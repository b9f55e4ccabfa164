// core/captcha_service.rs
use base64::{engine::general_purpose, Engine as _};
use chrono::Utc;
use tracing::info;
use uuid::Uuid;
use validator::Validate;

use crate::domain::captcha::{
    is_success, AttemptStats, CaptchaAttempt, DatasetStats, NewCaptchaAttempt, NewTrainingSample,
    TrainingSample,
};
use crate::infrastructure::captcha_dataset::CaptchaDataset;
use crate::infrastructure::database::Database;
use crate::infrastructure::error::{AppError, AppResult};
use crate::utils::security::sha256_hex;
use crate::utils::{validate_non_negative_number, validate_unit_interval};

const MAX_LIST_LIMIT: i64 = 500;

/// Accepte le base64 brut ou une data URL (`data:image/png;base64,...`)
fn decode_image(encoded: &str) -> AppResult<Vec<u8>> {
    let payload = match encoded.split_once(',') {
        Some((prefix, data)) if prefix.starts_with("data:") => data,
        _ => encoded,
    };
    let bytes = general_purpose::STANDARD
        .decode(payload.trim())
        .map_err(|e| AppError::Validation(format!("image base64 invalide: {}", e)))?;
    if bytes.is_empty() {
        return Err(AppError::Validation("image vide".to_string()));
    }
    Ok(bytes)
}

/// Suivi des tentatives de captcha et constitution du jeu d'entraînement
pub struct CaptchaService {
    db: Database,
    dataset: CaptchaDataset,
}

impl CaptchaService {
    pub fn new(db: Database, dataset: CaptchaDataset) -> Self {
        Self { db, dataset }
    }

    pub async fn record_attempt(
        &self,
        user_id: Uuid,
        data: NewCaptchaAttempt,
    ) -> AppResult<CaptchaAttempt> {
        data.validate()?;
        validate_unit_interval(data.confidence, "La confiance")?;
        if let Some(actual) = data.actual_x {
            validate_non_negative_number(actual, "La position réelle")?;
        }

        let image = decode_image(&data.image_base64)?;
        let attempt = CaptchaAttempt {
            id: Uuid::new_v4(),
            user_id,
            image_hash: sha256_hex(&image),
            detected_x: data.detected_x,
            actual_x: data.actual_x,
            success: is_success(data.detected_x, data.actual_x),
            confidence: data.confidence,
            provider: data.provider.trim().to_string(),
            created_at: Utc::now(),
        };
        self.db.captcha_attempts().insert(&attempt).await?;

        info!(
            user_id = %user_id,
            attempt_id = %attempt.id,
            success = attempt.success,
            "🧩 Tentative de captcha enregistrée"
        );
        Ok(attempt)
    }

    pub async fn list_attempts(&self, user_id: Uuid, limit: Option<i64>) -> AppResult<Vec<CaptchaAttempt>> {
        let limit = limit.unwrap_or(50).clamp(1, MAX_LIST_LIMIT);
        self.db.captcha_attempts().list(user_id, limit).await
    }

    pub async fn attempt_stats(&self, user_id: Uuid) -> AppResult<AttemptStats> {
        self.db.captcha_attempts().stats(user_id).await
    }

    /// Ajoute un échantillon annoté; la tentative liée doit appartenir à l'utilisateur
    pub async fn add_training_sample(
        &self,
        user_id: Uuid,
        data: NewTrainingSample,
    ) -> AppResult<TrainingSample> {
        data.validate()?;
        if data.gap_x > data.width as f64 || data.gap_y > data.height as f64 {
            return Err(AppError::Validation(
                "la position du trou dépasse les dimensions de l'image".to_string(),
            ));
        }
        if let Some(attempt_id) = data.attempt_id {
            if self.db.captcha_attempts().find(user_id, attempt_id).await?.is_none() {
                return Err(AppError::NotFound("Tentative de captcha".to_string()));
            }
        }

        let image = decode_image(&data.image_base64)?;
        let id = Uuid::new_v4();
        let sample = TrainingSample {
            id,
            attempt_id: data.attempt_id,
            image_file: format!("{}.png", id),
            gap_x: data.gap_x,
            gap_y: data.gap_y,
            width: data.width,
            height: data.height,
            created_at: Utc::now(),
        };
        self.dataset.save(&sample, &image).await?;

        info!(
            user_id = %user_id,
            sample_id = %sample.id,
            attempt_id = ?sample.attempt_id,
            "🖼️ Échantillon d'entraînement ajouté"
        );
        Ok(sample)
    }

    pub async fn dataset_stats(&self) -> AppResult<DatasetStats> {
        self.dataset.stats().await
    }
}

——————————

When a line of the records has the word "Database", pick it out and copy it.

use crate::infrastructure::database::Database;
    db: Database,
    pub fn new(db: Database, dataset: CaptchaDataset) -> Self {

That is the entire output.